*Your assignment*. When the string "PathBuf" appears in a line of the records, show the whole line.

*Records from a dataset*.
>>
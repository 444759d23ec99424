use std::path::{Path, PathBuf};

use serde::Serialize;
use tracing::{info, warn};

use crate::error::Result;
use crate::fetch::ContentSource;
use crate::filesystem::{
    Collision, PAGE_EXTENSION, PathClaims, WriteOutcome, ensure_dir, render_page_file,
    sanitize_filename, strip_namespace_prefix, write_page_file,
};
use crate::model::PageRef;

#[derive(Debug, Clone, Default, Serialize)]
pub struct ExportSummary {
    /// Pages whose file now holds the fetched content, unchanged ones included.
    pub written: usize,
    pub unchanged: usize,
    /// Pages with no retrievable revision.
    pub skipped: usize,
    pub failures: Vec<PageFailure>,
    pub collisions: Vec<Collision>,
}

#[derive(Debug, Clone, PartialEq, Eq, Serialize)]
pub struct PageFailure {
    pub title: String,
    pub message: String,
}

impl ExportSummary {
    pub fn pages_seen(&self) -> usize {
        self.written + self.skipped + self.failures.len()
    }

    pub fn merge(&mut self, other: ExportSummary) {
        self.written += other.written;
        self.unchanged += other.unchanged;
        self.skipped += other.skipped;
        self.failures.extend(other.failures);
        self.collisions.extend(other.collisions);
    }
}

/// Writes fetched pages under one output root. Keeps track of which title
/// owns which file for the whole run, across namespaces.
#[derive(Debug)]
pub struct Exporter {
    output_root: PathBuf,
    claims: PathClaims,
}

impl Exporter {
    pub fn new(output_root: impl Into<PathBuf>) -> Result<Self> {
        let output_root = output_root.into();
        ensure_dir(&output_root)?;
        Ok(Self {
            output_root,
            claims: PathClaims::default(),
        })
    }

    pub fn output_root(&self) -> &Path {
        &self.output_root
    }

    /// Fetch and write every page in enumeration order. With
    /// `namespace_display`, files go into that namespace's subdirectory and
    /// are named without the namespace prefix.
    ///
    /// A failed fetch or write is recorded and the next page is attempted.
    /// A failure of the listing itself, or a fetch rejected because the
    /// session is gone, aborts the export.
    pub fn export<I, C>(
        &mut self,
        pages: I,
        fetcher: &C,
        namespace_display: Option<&str>,
    ) -> Result<ExportSummary>
    where
        I: IntoIterator<Item = Result<PageRef>>,
        C: ContentSource + ?Sized,
    {
        let directory = match namespace_display {
            Some(display) => self.output_root.join(sanitize_filename(display)),
            None => self.output_root.clone(),
        };
        let mut directory_ready = namespace_display.is_none();
        let mut summary = ExportSummary::default();

        for (index, page) in pages.into_iter().enumerate() {
            let page = page?;
            info!(index = index + 1, title = %page.title, "exporting page");

            let content = match fetcher.fetch(&page.title) {
                Ok(content) => content,
                Err(error) if error.is_session_lost() => {
                    warn!(title = %page.title, %error, "wiki rejected the session; stopping export");
                    return Err(error);
                }
                Err(error) => {
                    warn!(title = %page.title, %error, "failed to fetch page");
                    summary.failures.push(PageFailure {
                        title: page.title,
                        message: error.to_string(),
                    });
                    continue;
                }
            };
            let Some(body) = content.body else {
                warn!(title = %page.title, "skipped (no content)");
                summary.skipped += 1;
                continue;
            };

            let file_title = match namespace_display {
                Some(_) => strip_namespace_prefix(&page.title, page.namespace_id),
                None => page.title.as_str(),
            };
            let preferred = directory.join(format!(
                "{}.{PAGE_EXTENSION}",
                sanitize_filename(file_title)
            ));
            let (path, collision) = self.claims.claim(preferred, &page.title);
            if let Some(collision) = collision {
                warn!(
                    title = %collision.title,
                    claimed_by = %collision.claimed_by,
                    path = %collision.path.display(),
                    written_to = %collision.written_to.display(),
                    "filename collision"
                );
                summary.collisions.push(collision);
            }

            let written = ensure_directory_once(&directory, &mut directory_ready)
                .and_then(|()| write_page_file(&path, &render_page_file(&page.title, &body)));
            match written {
                Ok(outcome) => {
                    summary.written += 1;
                    if outcome == WriteOutcome::Unchanged {
                        summary.unchanged += 1;
                    }
                    info!(file = %path.display(), ?outcome, "saved page");
                }
                Err(error) => {
                    warn!(title = %page.title, %error, "failed to write page");
                    summary.failures.push(PageFailure {
                        title: page.title,
                        message: error.to_string(),
                    });
                }
            }
        }

        Ok(summary)
    }
}

fn ensure_directory_once(directory: &Path, ready: &mut bool) -> Result<()> {
    if !*ready {
        ensure_dir(directory)?;
        *ready = true;
    }
    Ok(())
}

/// One-shot export into `output_root`. See [`Exporter::export`].
pub fn export<I, C>(
    pages: I,
    fetcher: &C,
    output_root: &Path,
    namespace_display: Option<&str>,
) -> Result<ExportSummary>
where
    I: IntoIterator<Item = Result<PageRef>>,
    C: ContentSource + ?Sized,
{
    Exporter::new(output_root)?.export(pages, fetcher, namespace_display)
}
<<
*Result below*.
use std::path::{Path, PathBuf};
    output_root: PathBuf,
    pub fn new(output_root: impl Into<PathBuf>) -> Result<Self> {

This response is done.